YOUR TASK: In the material below, some lines carry "BioSharedState". Copy each such line.

SUPPLIED RECORDS:

//! FIFO - 8-deep fifo head/tail access. Cores halt on overflow/underflow.
//! - x16 r/w  fifo[0]
//! - x17 r/w  fifo[1]
//! - x18 r/w  fifo[2]
//! - x19 r/w  fifo[3]
//!
//! Quantum - core will halt until host-configured clock divider pules occurs,
//! or an external event comes in on a host-specified GPIO pin.
//! - x20 -/w  halt to quantum
//!
//! GPIO - note clear-on-0 semantics for bit-clear for data pins!
//!   This is done so we can do a shift-and-move without an invert to
//!   bitbang a data pin. Direction retains a more "conventional" meaning
//!   where a write of `1` to either clear or set will cause the action,
//!   as pin direction toggling is less likely to be in a tight inner loop.
//! - x21 r/w  write: (x26 & x21) -> gpio pins; read: gpio pins -> x21
//! - x22 -/w  (x26 & x22) -> `1` will set corresponding pin on gpio
//! - x23 -/w  (x26 & x23) -> `0` will clear corresponding pin on gpio
//! - x24 -/w  (x26 & x24) -> `1` will make corresponding gpio pin an output
//! - x25 -/w  (x26 & x25) -> `1` will make corresponding gpio pin an input
//! - x26 r/w  mask GPIO action outputs
//!
//! Events - operate on a shared event register. Bits [31:24] are hard-wired to FIFO
//! level flags, configured by the host; writes to bits [31:24] are ignored.
//! - x27 -/w  mask event sensitivity bits
//! - x28 -/w  `1` will set the corresponding event bit. Only [23:0] are wired up.
//! - x29 -/w  `1` will clear the corresponding event bit Only [23:0] are wired up.
//! - x30 r/-  halt until ((x27 & events) != 0), and return unmasked `events` value
//!
//! Core ID & debug:
//! - x31 r/-  [31:30] -> core ID; [29:0] -> cpu clocks since reset

#![cfg_attr(feature = "baremetal", no_std)]
use core::mem::size_of;

use utralib::generated::*;

#[cfg(feature = "tests")]
pub mod bio_tests;

pub mod i2c;

#[repr(usize)]
#[derive(Copy, Clone, Debug, PartialEq, Eq)]
pub enum BioCore {
    Core0 = 0,
    Core1 = 1,
    Core2 = 2,
    Core3 = 3,
}

#[derive(Debug)]
pub enum BioError {
    /// specified state machine is not valid
    InvalidSm,
    /// program can't fit in memory, for one reason or another
    Oom,
    /// no more machines available
    NoFreeMachines,
    /// Loaded code did not match, first error at argument
    CodeCheck(usize),
}

pub fn get_id() -> u32 {
    let bio_ss = BioSharedState::new();
    #[cfg(feature = "tests")]
    bio_tests::report_api(utra::bio_bdma::SFR_CFGINFO.offset() as u32);
    #[cfg(feature = "tests")]
    bio_tests::report_api(utra::bio_bdma::HW_BIO_BDMA_BASE as u32);
    bio_ss.bio.r(utra::bio_bdma::SFR_CFGINFO)
}

/// used to generate some test vectors
pub fn lfsr_next(state: u16) -> u16 {
    let bit = ((state >> 8) ^ (state >> 4)) & 1;

    ((state << 1) + bit) & 0x1_FF
}

/// used to generate some test vectors
pub fn lfsr_next_u32(state: u32) -> u32 {
    let bit = ((state >> 31) ^ (state >> 21) ^ (state >> 1) ^ (state >> 0)) & 1;

    (state << 1) + bit
}

pub const BIO_PRIVATE_MEM_LEN: usize = 4096;

pub struct BioSharedState {
    pub bio: CSR<u32>,
    pub imem_slice: [&'static mut [u32]; 4],
}
impl BioSharedState {
    #[cfg(feature = "baremetal")]
    pub fn new() -> Self {
        // map the instruction memory
        let imem_slice = unsafe {
            [
                core::slice::from_raw_parts_mut(
                    utralib::generated::HW_BIO_IMEM0_MEM as *mut u32,
                    HW_BIO_IMEM0_MEM_LEN / size_of::<u32>(),
                ),
                core::slice::from_raw_parts_mut(
                    utralib::generated::HW_BIO_IMEM1_MEM as *mut u32,
                    HW_BIO_IMEM1_MEM_LEN / size_of::<u32>(),
                ),
                core::slice::from_raw_parts_mut(
                    utralib::generated::HW_BIO_IMEM2_MEM as *mut u32,
                    HW_BIO_IMEM2_MEM_LEN / size_of::<u32>(),
                ),
                core::slice::from_raw_parts_mut(
                    utralib::generated::HW_BIO_IMEM3_MEM as *mut u32,
                    HW_BIO_IMEM3_MEM_LEN / size_of::<u32>(),
                ),
            ]
        };

        BioSharedState { bio: CSR::new(utra::bio_bdma::HW_BIO_BDMA_BASE as *mut u32), imem_slice }
    }

    #[cfg(not(feature = "baremetal"))]
    pub fn new() -> Self {
        let csr = xous::syscall::map_memory(
            xous::MemoryAddress::new(utra::bio_bdma::HW_BIO_BDMA_BASE),
            None,
            4096,
            xous::MemoryFlags::R | xous::MemoryFlags::W,
        )
        .unwrap();

        let imem0 = xous::syscall::map_memory(
            xous::MemoryAddress::new(utralib::HW_BIO_IMEM0_MEM),
            None,
            utralib::HW_BIO_IMEM0_MEM_LEN,
            xous::MemoryFlags::R | xous::MemoryFlags::W,
        )
        .unwrap();
        let imem1 = xous::syscall::map_memory(
            xous::MemoryAddress::new(utralib::HW_BIO_IMEM1_MEM),
            None,
            utralib::HW_BIO_IMEM1_MEM_LEN,
            xous::MemoryFlags::R | xous::MemoryFlags::W,
        )
        .unwrap();
        let imem2 = xous::syscall::map_memory(
            xous::MemoryAddress::new(utralib::HW_BIO_IMEM2_MEM),
            None,
            utralib::HW_BIO_IMEM2_MEM_LEN,
            xous::MemoryFlags::R | xous::MemoryFlags::W,
        )
        .unwrap();
        let imem3 = xous::syscall::map_memory(
            xous::MemoryAddress::new(utralib::HW_BIO_IMEM3_MEM),
            None,
            utralib::HW_BIO_IMEM3_MEM_LEN,
            xous::MemoryFlags::R | xous::MemoryFlags::W,
        )
        .unwrap();

        BioSharedState {
            bio: CSR::new(csr.as_mut_ptr() as *mut u32),
            imem_slice: unsafe {
                [imem0.as_slice_mut(), imem1.as_slice_mut(), imem2.as_slice_mut(), imem3.as_slice_mut()]
            },
        }
    }

    pub fn load_code(&mut self, prog: &[u8], offset_bytes: usize, core: BioCore) {
        let offset = offset_bytes / core::mem::size_of::<u32>();
        for (i, chunk) in prog.chunks(4).enumerate() {
            if chunk.len() == 4 {
                let word: u32 = u32::from_le_bytes(chunk.try_into().unwrap());
                self.imem_slice[core as usize][i + offset] = word;
            } else {
                // copy the last word as a "ragged word"
                let mut ragged_word = 0;
                for (j, &b) in chunk.iter().enumerate() {
                    ragged_word |= (b as u32) << (4 - chunk.len() + j);
                }
                self.imem_slice[core as usize][i + offset] = ragged_word;
            }
        }
    }

    pub fn verify_code(&mut self, prog: &[u8], offset_bytes: usize, core: BioCore) -> Result<(), BioError> {
        let offset = offset_bytes / core::mem::size_of::<u32>();
        for (i, chunk) in prog.chunks(4).enumerate() {
            if chunk.len() == 4 {
                let word: u32 = u32::from_le_bytes(chunk.try_into().unwrap());
                let rbk = self.imem_slice[core as usize][i + offset];
                if rbk != word {
                    print!("{:?} expected {:x} got {:x} at {}\r", core, word, rbk, i + offset);
                    return Err(BioError::CodeCheck(i + offset));
                }
            } else {
                // copy the last word as a "ragged word"
                let mut ragged_word = 0;
                for (j, &b) in chunk.iter().enumerate() {
                    ragged_word |= (b as u32) << (4 - chunk.len() + j);
                }
                if self.imem_slice[core as usize][i + offset] != ragged_word {
                    return Err(BioError::CodeCheck(i + offset));
                };
            }
        }
        Ok(())
    }
}

#[macro_export]
/// This macro takes three identifiers and assembly code:
///   - name of the function to call to retrieve the assembled code
///   - a unique identifier that serves as label name for the start of the code
///   - a unique identifier that serves as label name for the end of the code
///   - a comma separated list of strings that form the assembly itself
///
///   *** The comma separated list must *not* end in a comma. ***
///
///   The macro is unable to derive names of functions or identifiers for labels
///   due to the partially hygienic macro rules of Rust, so you have to come
///   up with a list of unique names by yourself.
macro_rules! bio_code {
    ($fn_name:ident, $name_start:ident, $name_end:ident, $($item:expr),*) => {
        pub fn $fn_name() -> &'static [u8] {
            extern {
                static $name_start: *const u8;
                static $name_end: *const u8;
            }
            /*
            unsafe {
                report_api($name_start as u32);
                report_api($name_end as u32);
            }
            */
            // skip the first 4 bytes, as they contain the loading offset
            unsafe { core::slice::from_raw_parts($name_start.add(4), ($name_end as usize) - ($name_start as usize) - 4)}
        }

        core::arch::global_asm!(
            ".align 4",
            concat!(".globl ", stringify!($name_start)),
            concat!(stringify!($name_start), ":"),
            ".word .",
            $($item),*
            , ".align 4",
            concat!(".globl ", stringify!($name_end)),
            concat!(stringify!($name_end), ":"),
            ".word .",
        );
    };
}
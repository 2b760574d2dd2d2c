mod blit;
pub use blit::*;
pub(crate) mod fonts;
pub(crate) use fonts::*;

pub type FrBuf =
    [u32; (crate::platform::LINES * crate::platform::WIDTH) as usize / core::mem::size_of::<u32>()];

// add more fonts (an example):
// https://github.com/samblenny/blitstr2/commit/bb7d4ab6a2d8913dcb520895a3c242c933413aae

use crate::minigfx::*;
pub fn glyph_height_hint(glyph: GlyphStyle) -> usize { glyph_to_height_hint(glyph) }
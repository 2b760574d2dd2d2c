//! `Status`: runtime observations, separate from the persistent
//! controller state that survives across commands.

use super::position::Direction;
use echem_api::FluidPosition;

#[derive(Debug, Clone, Copy)]
pub struct Status {
    pub last_fluid_front: FluidPosition,
    pub last_piezo_voltage: f32,
    pub direction: Direction,
    pub mix_stages_completed: u32,
    pub mix_complete: bool,
}

impl Default for Status {
    fn default() -> Self {
        Status {
            last_fluid_front: FluidPosition::Invalid,
            last_piezo_voltage: 0.0,
            direction: Direction::Forward,
            mix_stages_completed: 0,
            mix_complete: false,
        }
    }
}
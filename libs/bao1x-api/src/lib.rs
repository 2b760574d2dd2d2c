#![cfg_attr(not(feature = "std"), no_std)]

pub mod udma;
pub use udma::*;
// A bunch of these are gated on "std" because they include APIs that
// aren't available in e.g. kernel or loader.
pub mod iox;
pub use iox::*;
pub mod i2c;
pub use i2c::*;
pub mod api;
pub use api::*;
#[cfg(feature = "std")]
pub mod keyboard;
pub mod offsets;
pub mod sce;
pub mod signatures;
pub use offsets::*;
pub mod clocks;
pub mod pubkeys;
use arbitrary_int::u31;
use bitbybit::bitfield;
pub use clocks::*;
#[cfg(feature = "std")]
pub mod bio;

/// UF2 Family ID. Randomly generated, no collisions with the known list, still to be merged
/// into the "official" list
pub const BAOCHIP_1X_UF2_FAMILY: u32 = 0xa7d7_6373;

// density 18, memory type 20, mfg ID C2 ==> MX25L128833F
// density 38, memory type 25, mfg ID C2 ==> MX25U12832F
// mfg ID 0b ==> XT25Q64FWOIGT cost down option (8MiB)
pub const SPI_FLASH_IDS: [u32; 3] = [0x1820c2, 0x3825c2, 0x17600b];
// KGD 5D, mfg ID 9D; remainder of bits are part of the EID
pub const RAM_IDS: [u32; 2] = [0x5D9D, 0x559d];

/// system preemption interval
pub const SYSTEM_TICK_INTERVAL_MS: u32 = 10;

/// standard baud rate
pub const UART_BAUD: u32 = 1_000_000;

/// Constants used by both emulation and hardware implementations
pub const PERCLK: u32 = 100_000_000;
pub const SERVER_NAME_KBD: &str = "_Matrix keyboard driver_";
/// Do not change this constant, it is hard-coded into libraries in order to break
/// circular dependencies on the IFRAM block.
pub const SERVER_NAME_BAO1X_HAL: &str = "_bao1x-SoC HAL_";

/// Flags register in the backup register bank. Used to track system state between soft resets.
#[bitfield(u32)]
#[derive(PartialEq, Eq, Debug)]
pub struct BackupFlags {
    #[bits(1..=31, rw)]
    reserved: u31,
    /// When `false`, indicates that the time in the RTC register is not synchronized to the offset
    /// that is read from disk. Upon first encounter with an external time source, the offset should
    /// be captured and recorded to disk.
    #[bit(0, rw)]
    rtc_synchronized: bool,
}

pub mod camera {
    #[derive(Clone, Copy)]
    pub enum Resolution {
        Res480x272,
        Res640x480,
        Res320x240,
        Res160x120,
        Res256x256,
    }

    #[derive(Clone, Copy)]
    #[repr(u32)]
    pub enum Format {
        Rgb565 = 0,
        Rgb555 = 1,
        Rgb444 = 2,
        BypassLe = 4,
        BypassBe = 5,
    }

    impl Into<(usize, usize)> for Resolution {
        fn into(self) -> (usize, usize) {
            match self {
                Resolution::Res160x120 => (160, 120),
                Resolution::Res320x240 => (320, 240),
                Resolution::Res480x272 => (480, 272),
                Resolution::Res640x480 => (640, 480),
                Resolution::Res256x256 => (256, 256),
            }
        }
    }
}

/// Version number of the below structure
pub const STATICS_IN_ROM_VERSION: u16 = 1;
/// This encodes to jal x0, 256 - jumps 256 bytes ahead from the current PC location.
pub const JUMP_INSTRUCTION: u32 = 0x1000006f;
/// In-ROM representation of static initialization data
/// Placed by the image creation tool, and used for bootstrapping the Rust environment
/// `usize` is *not* allowed because this structure is packed on a 64-bit host.
#[repr(C, align(256))]
pub struct StaticsInRom {
    // reserved for a jump-over instruction so that the structure can be located in-line in ROM.
    #[allow(dead_code)] // this should never actually be used
    pub jump_instruction: u32,
    // version number of this structure
    pub version: u16,
    // total number of valid pokes in `poke_table`
    pub valid_pokes: u16,
    // Origin of the data segment
    pub data_origin: u32,
    // overall size in bytes. [origin:origin+size] will be zeroized.
    pub data_size_bytes: u32,
    // poke table of values to stick in the data segment. This is needed in particular
    // to initialize `static` variables, such as Atomics and Mutexes, required by the
    // loader environment. Presented as (address, data) tuples, up to 40 of them.
    // Only entries from [0..valid_pokes] are processed.
    // The addresses and data are packed as u8's to avoid padding of the record.
    pub poke_table: [([u8; 2], [u8; 4]); 40],
}

impl StaticsInRom {
    pub fn as_bytes(&self) -> &[u8] {
        unsafe { core::slice::from_raw_parts(self as *const Self as *const u8, core::mem::size_of::<Self>()) }
    }
}

/// Structure for recording message formats to be passed from interrupt handlers back to userspace.
/// A specific handler may or may not use any or all of the arguments: this simply provides storage
/// for all the possible arguments.
#[derive(Copy, Clone)]
pub struct IrqNotification {
    /// Specifies the bit position of the event in the irq bank
    pub bit: arbitrary_int::u4,
    /// Connection to send notifications to
    pub conn: xous::CID,
    /// Opcode argument for the notification
    pub opcode: usize,
    /// Up to four arguments to be passed on
    pub args: [usize; 4],
}

#[macro_export]
macro_rules! bollard {
    // A call with no args just inserts 4 illegal instructions
    () => {
        bollard!(4)
    };

    // A call with countermeasures specified interleaves countermeasures with illegal instructions
    // Interleaving is done because the countermeasure jump is a single point of failure
    // that could be bypassed. Leaving illegal instructions in hardens against that possibility.
    //
    // Note that the countermeasure routine needs to be within +/-1 MiB of the bollard
    ($countermeasure:path, $count:literal) => {{
        core::sync::atomic::compiler_fence(core::sync::atomic::Ordering::SeqCst);

        unsafe {
            core::arch::asm!(
                "    j 2f",
                "1:",
                ".rept {count}",
                "    j {cm}",
                // this is an "invalid opcode" -- will trigger an instruction page fault
                "   .word 0xffffffff",
                ".endr",
                "2:",
                cm = sym $countermeasure,
                count = const $count,
                options(nomem, nostack, preserves_flags)
            );
        }

        core::sync::atomic::compiler_fence(core::sync::atomic::Ordering::SeqCst);
    }};
    ($count:literal) => {{
        // Force a compiler barrier to prevent reordering around the tripwire
        core::sync::atomic::compiler_fence(core::sync::atomic::Ordering::SeqCst);

        unsafe {
            core::arch::asm!(
                "j 2f",
                // Label 1: illegal instruction sled
                "1:",
                ".rept {count}",
                // this is an "invalid opcode" -- will trigger an instruction page fault
                ".word 0xffffffff",
                ".endr",
                // Label 2: safe landing
                "2:",
                count = const $count,
                options(nomem, nostack, preserves_flags)
            );
        }

        core::sync::atomic::compiler_fence(core::sync::atomic::Ordering::SeqCst);
    }};
}

/// Hardened boolean type - values chosen for high Hamming distance
/// and resistance to stuck-at-zero/one faults.
#[derive(Clone, Copy)]
#[repr(transparent)]
pub struct HardenedBool(u32);

impl HardenedBool {
    pub const FALSE: Self = Self(Self::FALSE_VALUE);
    const FALSE_VALUE: u32 = 0xA5A5_5A5A;
    pub const TRUE: Self = Self(Self::TRUE_VALUE);
    // Hamming distance of 16 between these values
    // Also chosen to not be simple patterns (0x0000, 0xFFFF, etc.)
    const TRUE_VALUE: u32 = 0x5A5A_A5A5;

    /// Check if true - returns None if value is corrupted
    #[inline(never)]
    pub fn is_true(self) -> Option<bool> {
        match self.0 {
            Self::TRUE_VALUE => Some(true),
            Self::FALSE_VALUE => Some(false),
            _ => None, // Corruption detected
        }
    }

    /// Constant-time equality check against TRUE
    #[inline(never)]
    pub fn check_true(self) -> bool {
        // Use volatile to prevent optimizer from simplifying
        let val = unsafe { core::ptr::read_volatile(&self.0) };
        val == Self::TRUE_VALUE
    }

    /// Return the complement - for redundant checking
    pub fn complement(self) -> u32 { !self.0 }

    /// Verify internal consistency (value is one of the two valid states)
    pub fn is_valid(self) -> bool { self.0 == Self::TRUE_VALUE || self.0 == Self::FALSE_VALUE }
}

YOUR RESPONSE:
    let bio_ss = BioSharedState::new();
pub struct BioSharedState {
impl BioSharedState {
        BioSharedState { bio: CSR::new(utra::bio_bdma::HW_BIO_BDMA_BASE as *mut u32), imem_slice }
        BioSharedState {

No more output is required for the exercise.